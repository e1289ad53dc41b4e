use std::path::PathBuf;

use palc::{Parser, Subcommand};

#[derive(Parser)]
#[command(name = "rkissc")]
pub struct Cli {
  #[command(subcommand)]
  pub mode: Option<Mode>,
}

#[derive(Subcommand, Debug)]
pub enum Mode {
  /// Compile a source file
  File { path: PathBuf },
  /// Read a program from the terminal, up to the closing `.`
  Repl,
}
//! Crate root: wires together the compilation pipeline.
//!
//! This is a single-pass translator: there is no syntax tree and no backend
//! pass. The stages are small and composable:
//! - `scanner` performs character-level lexical analysis with one lookahead.
//! - `symtab` tracks declared variables and rejects duplicate/undefined use.
//! - `parser` owns all syntactic knowledge and emits target code while it
//!   recognises the input.
//! - `emitter` formats instructions for a stack-and-accumulator runtime,
//!   one line at a time, into an injected sink.
//! - `error` centralises the error taxonomy shared by the other modules.
//!
//! A program is consumed strictly left to right, once; the first error
//! aborts the whole compilation.

pub mod cli;
pub mod emitter;
pub mod error;
pub mod parser;
pub mod scanner;
pub mod symtab;

pub use emitter::Sink;
pub use error::{CompileError, CompileResult};

/// Compile a source string into the target-runtime instruction text.
pub fn compile(source: &str) -> CompileResult<String> {
  let mut out = String::new();
  compile_into(source, &mut out)?;
  Ok(out)
}

/// Compile into a caller-supplied line sink. On error the sink keeps
/// whatever was emitted before the failure.
pub fn compile_into<S: Sink>(source: &str, sink: S) -> CompileResult<()> {
  parser::compile(source, sink)
}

** PROBLEM DETAILS **
Scan the material and collect every line that contains "error".

** TASK OUTPUT **
//! - `error` centralises the error taxonomy shared by the other modules.
//! A program is consumed strictly left to right, once; the first error
pub mod error;
pub use error::{CompileError, CompileResult};
/// Compile into a caller-supplied line sink. On error the sink keeps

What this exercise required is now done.